Phosphorylation is a key post-translational modification that alters the functional state of many proteins. The Escherichia coli toxin HipA, which phosphorylates glutamyl-tRNA synthetase and triggers bacterial persistence under stress, becomes inactivated upon autophosphorylation of Ser150. Interestingly, Ser150 is phosphorylation-incompetent in the crystal structure of HipA since it is deeply buried ( in-state ), although in the phosphorylated state it is solvent exposed ( out-state ). To be phosphorylated, a minor population of HipA must exist in the phosphorylation-competent out-state (solvent-exposed Ser150), not detected in the crystal structure of unphosphorylated HipA. Here we report a molten-globule-like intermediate of HipA at low urea (similar to 4 kcal/mol unstable than natively folded HipA). The intermediate is aggregation-prone, consistent with a solvent exposed Ser150 and its two flanking hydrophobic neighbors (Val/Ile) in the out-state . Molecular dynamics simulations showed the HipA in-out pathway to contain multiple free energy minima with an increasing degree of Ser150 solvent exposure with the free energy difference between the in-state and the metastable exposed state(s) to be similar to 2-2.5 kcal/mol, with unique sets of hydrogen bonds and salt bridges associated with the metastable loop conformations. Together, the data clearly identify the existence of a phosphorylation-competent metastable state of HipA. Our results not only suggest a mechanism of HipA autophosphorylation but also add to a number of recent reports on unrelated protein systems where the common proposed mechanism for phosphorylation of buried residues is their transient exposure even without phosphorylation.

Automated summary

Phosphorylation is a key post-translational modification that alters the functional state of many proteins. In the case of the Escherichia coli toxin HipA, autophosphorylation of Ser150 inactivates its ability to phosphorylate glutamyl-tRNA synthetase and trigger bacterial persistence.

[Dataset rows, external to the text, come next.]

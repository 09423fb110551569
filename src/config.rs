use anyhow::Result;
use config::{Config, Environment, File};
use serde::{Deserialize, Serialize};
use std::path::Path;
use std::time::Duration;

/// Main configuration structure for ProteogenomiX
#[derive(Debug, Clone, Default, Deserialize, Serialize)]
#[serde(default)]
pub struct ProteogenomixConfig {
    /// Stage timing and failure policy
    pub pipeline: PipelineConfig,
    /// Upload constraints
    pub upload: UploadConfig,
    /// Observability settings
    pub observability: ObservabilityConfig,
    /// Database settings (optional)
    pub database: Option<DatabaseConfig>,
}

#[derive(Debug, Clone, Deserialize, Serialize)]
#[serde(default)]
pub struct PipelineConfig {
    /// Delay before the first stage
    pub start_delay_ms: u64,
    /// Delays before each later stage, in order
    pub stage_delays_ms: Vec<u64>,
    /// Store the demonstration biomarker instead of failing when evaluation errors
    pub fallback_on_evaluation_error: bool,
}

impl Default for PipelineConfig {
    fn default() -> Self {
        Self {
            start_delay_ms: 1000,
            stage_delays_ms: vec![2000, 3000, 2000],
            fallback_on_evaluation_error: false,
        }
    }
}

impl PipelineConfig {
    /// Delay before each of the four steps. Missing stage delays repeat the last one given.
    pub fn step_delays(&self) -> [Duration; 4] {
        let stage = |i: usize| {
            self.stage_delays_ms
                .get(i)
                .or(self.stage_delays_ms.last())
                .copied()
                .unwrap_or(self.start_delay_ms)
        };

        [
            Duration::from_millis(self.start_delay_ms),
            Duration::from_millis(stage(0)),
            Duration::from_millis(stage(1)),
            Duration::from_millis(stage(2)),
        ]
    }
}

#[derive(Debug, Clone, Deserialize, Serialize)]
#[serde(default)]
pub struct UploadConfig {
    /// Largest accepted upload
    pub max_file_size_bytes: u64,
    /// Accepted file extensions, without the leading dot
    pub allowed_extensions: Vec<String>,
}

impl Default for UploadConfig {
    fn default() -> Self {
        Self {
            max_file_size_bytes: 100 * 1024 * 1024,
            allowed_extensions: ["csv", "tsv", "fasta", "fa", "fas", "vcf", "txt"]
                .iter()
                .map(|e| e.to_string())
                .collect(),
        }
    }
}

#[derive(Debug, Clone, Deserialize, Serialize)]
#[serde(default)]
pub struct ObservabilityConfig {
    /// Log level
    pub log_level: String,
    /// Emit JSON lines instead of human-readable logs
    pub json_logs: bool,
}

impl Default for ObservabilityConfig {
    fn default() -> Self {
        Self {
            log_level: "info".to_string(),
            json_logs: false,
        }
    }
}

#[derive(Debug, Clone, Deserialize, Serialize)]
pub struct DatabaseConfig {
    /// Database URL (SQLite file path or connection string)
    pub url: String,
    /// Maximum connections in pool
    pub max_connections: u32,
    /// Enable automatic migrations
    pub auto_migrate: bool,
}

impl Default for DatabaseConfig {
    fn default() -> Self {
        Self {
            url: "sqlite://.proteogenomix/proteogenomix.db".to_string(),
            max_connections: 10,
            auto_migrate: true,
        }
    }
}

impl ProteogenomixConfig {
    /// Load configuration from multiple sources with precedence:
    /// 1. Default values
    /// 2. Configuration files (proteogenomix.toml, .proteogenomix-rc)
    /// 3. Environment variables (prefixed with PROTEOGENOMIX_)
    pub fn load() -> Result<Self> {
        Self::load_from(Path::new("."))
    }

    /// Same as [`load`](Self::load) with config files looked up in `dir`.
    pub fn load_from(dir: &Path) -> Result<Self> {
        let mut builder = Config::builder();

        let toml_file = dir.join("proteogenomix.toml");
        if toml_file.exists() {
            builder = builder.add_source(File::from(toml_file));
        }

        let rc_file = dir.join(".proteogenomix-rc");
        if rc_file.exists() {
            builder = builder.add_source(File::from(rc_file).format(config::FileFormat::Toml));
        }

        builder = builder.add_source(
            Environment::with_prefix("PROTEOGENOMIX")
                .prefix_separator("_")
                .separator("__")
                .list_separator(",")
                .with_list_parse_key("pipeline.stage_delays_ms")
                .with_list_parse_key("upload.allowed_extensions")
                .try_parsing(true),
        );

        let config = builder.build()?;
        Ok(config.try_deserialize()?)
    }

    /// Save configuration to file
    pub fn save_to_file<P: AsRef<Path>>(&self, path: P) -> Result<()> {
        let toml_content = toml::to_string_pretty(self)?;
        std::fs::write(path, toml_content)?;
        Ok(())
    }

    /// Load .env file if it exists
    pub fn load_env_file() -> Result<()> {
        if Path::new(".env").exists() {
            dotenvy::dotenv()?;
            tracing::info!("Loaded environment variables from .env file");
        }
        Ok(())
    }
}

/// Global configuration instance
static CONFIG: std::sync::LazyLock<Result<ProteogenomixConfig, anyhow::Error>> =
    std::sync::LazyLock::new(|| {
        // Load .env file first
        let _ = ProteogenomixConfig::load_env_file();
        ProteogenomixConfig::load()
    });

/// Get the global configuration
pub fn config() -> Result<&'static ProteogenomixConfig> {
    CONFIG
        .as_ref()
        .map_err(|e| anyhow::anyhow!("Failed to load configuration: {}", e))
}
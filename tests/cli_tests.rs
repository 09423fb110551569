//! CLI behaviour of the proteogenomix binary

use assert_cmd::Command;
use predicates::prelude::*;
use std::path::PathBuf;

fn fixture(name: &str) -> PathBuf {
    PathBuf::from(env!("CARGO_MANIFEST_DIR"))
        .join("tests")
        .join("data")
        .join(name)
}

fn proteogenomix(dir: &tempfile::TempDir) -> Command {
    let mut cmd = Command::cargo_bin("proteogenomix").unwrap();
    cmd.current_dir(dir.path()).env("RUST_LOG", "error");
    cmd
}

#[test]
fn help_lists_subcommands() {
    let dir = tempfile::tempdir().unwrap();
    proteogenomix(&dir)
        .arg("--help")
        .assert()
        .success()
        .stdout(predicate::str::contains("run"))
        .stdout(predicate::str::contains("evaluate"))
        .stdout(predicate::str::contains("validate"))
        .stdout(predicate::str::contains("init-config"));
}

#[test]
fn fast_run_on_demo_records_completes() {
    let dir = tempfile::tempdir().unwrap();
    let output = proteogenomix(&dir)
        .args(["run", "--owner", "alice", "--name", "demo", "--fast"])
        .assert()
        .success()
        .get_output()
        .stdout
        .clone();

    let report: serde_json::Value = serde_json::from_slice(&output).unwrap();
    assert_eq!(report["analysis"]["status"], "completed");
    assert_eq!(report["analysis"]["progress"], 100);
    assert_eq!(report["biomarkers"][0]["name"], "BRCA1_KRS_L_17");
    assert_eq!(report["artifacts"].as_array().unwrap().len(), 6);
}

#[test]
fn run_rejects_blank_name() {
    let dir = tempfile::tempdir().unwrap();
    proteogenomix(&dir)
        .args(["run", "--owner", "alice", "--name", " ", "--fast"])
        .assert()
        .failure()
        .stderr(predicate::str::contains("analysis name is required"));
}

#[test]
fn evaluate_prints_candidates_for_fasta_and_csv() {
    let dir = tempfile::tempdir().unwrap();
    for file in ["panel.fasta", "panel.csv"] {
        proteogenomix(&dir)
            .arg("evaluate")
            .arg(fixture(file))
            .assert()
            .success()
            .stdout(predicate::str::contains("BRCA1_KRS_L_17"))
            .stdout(predicate::str::contains("PEP1").not());
    }
}

#[test]
fn validate_rejects_unsupported_extension() {
    let dir = tempfile::tempdir().unwrap();
    let path = dir.path().join("reads.bam");
    std::fs::write(&path, b"binary").unwrap();

    proteogenomix(&dir)
        .arg("validate")
        .arg(&path)
        .assert()
        .failure()
        .stderr(predicate::str::contains("unsupported file type 'bam'"));
}

#[test]
fn validate_honours_configured_size_limit() {
    let dir = tempfile::tempdir().unwrap();
    std::fs::write(
        dir.path().join("proteogenomix.toml"),
        "[upload]\nmax_file_size_bytes = 16\n",
    )
    .unwrap();

    proteogenomix(&dir)
        .arg("validate")
        .arg(fixture("panel.fasta"))
        .assert()
        .failure()
        .stderr(predicate::str::contains("the limit is 16 bytes"));

    proteogenomix(&dir)
        .arg("validate")
        .arg(fixture("panel.csv"))
        .env("PROTEOGENOMIX_UPLOAD__MAX_FILE_SIZE_BYTES", "1048576")
        .assert()
        .success()
        .stdout(predicate::str::contains("\"kind\": \"csv\""));
}

#[test]
fn init_config_writes_defaults_once() {
    let dir = tempfile::tempdir().unwrap();

    proteogenomix(&dir).arg("init-config").assert().success();
    let written = std::fs::read_to_string(dir.path().join("proteogenomix.toml")).unwrap();
    assert!(written.contains("start_delay_ms = 1000"));
    assert!(written.contains("max_file_size_bytes = 104857600"));

    proteogenomix(&dir)
        .arg("init-config")
        .assert()
        .failure()
        .stderr(predicate::str::contains("--force"));
}

#[cfg(feature = "database")]
#[test]
fn runs_persist_across_invocations_with_a_database() {
    let dir = tempfile::tempdir().unwrap();
    std::fs::write(
        dir.path().join("proteogenomix.toml"),
        format!(
            "[database]\nurl = \"sqlite://{}\"\nmax_connections = 2\nauto_migrate = true\n",
            dir.path().join("runs.db").display()
        ),
    )
    .unwrap();

    for name in ["first", "second"] {
        proteogenomix(&dir)
            .args(["run", "--owner", "alice", "--name", name, "--fast"])
            .assert()
            .success();
    }

    let output = proteogenomix(&dir)
        .args(["list", "--owner", "alice"])
        .assert()
        .success()
        .get_output()
        .stdout
        .clone();
    let analyses: serde_json::Value = serde_json::from_slice(&output).unwrap();
    assert_eq!(analyses.as_array().unwrap().len(), 2);
    assert!(!dir.path().join("runs.db-wal").exists());
}

#[test]
fn paired_proteomics_and_genomics_files_are_integrated() {
    let dir = tempfile::tempdir().unwrap();
    let residues = "ACDEFGHIKLMNPQSTVWYKRS".repeat(5);
    let proteomics = dir.path().join("proteins.fasta");
    let genomics = dir.path().join("genes.fasta");
    std::fs::write(&proteomics, format!(">ID=P38398 Breast cancer type 1\n{residues}\n")).unwrap();
    std::fs::write(&genomics, format!(">gene=BRCA1 chr=17\n{residues}\n")).unwrap();

    let output = proteogenomix(&dir)
        .args(["run", "--owner", "alice", "--name", "paired", "--fast"])
        .arg("--input")
        .arg(&proteomics)
        .arg("--genomics")
        .arg(&genomics)
        .assert()
        .success()
        .get_output()
        .stdout
        .clone();

    let report: serde_json::Value = serde_json::from_slice(&output).unwrap();
    assert_eq!(report["analysis"]["status"], "completed");
    assert_eq!(report["biomarkers"][0]["gene_name"], "BRCA1");
    assert_eq!(report["biomarkers"][0]["protein_name"], "P38398");
    assert_eq!(report["biomarkers"][0]["chromosome"], "17");
}

#[test]
fn genomics_without_input_is_rejected() {
    let dir = tempfile::tempdir().unwrap();
    proteogenomix(&dir)
        .args(["run", "--owner", "alice", "--name", "x", "--fast"])
        .arg("--genomics")
        .arg(fixture("panel.fasta"))
        .assert()
        .failure()
        .stderr(predicate::str::contains("--input"));
}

However, Ser150 is buried in the crystal structure of HipA and is not phosphorylation-competent. A molten-globule-like intermediate of HipA with a solvent-exposed Ser150 has been identified, suggesting a phosphorylation-competent metastable state. This study provides insights into the mechanism of HipA autophosphorylation and sheds light on the transient exposure of buried residues for phosphorylation.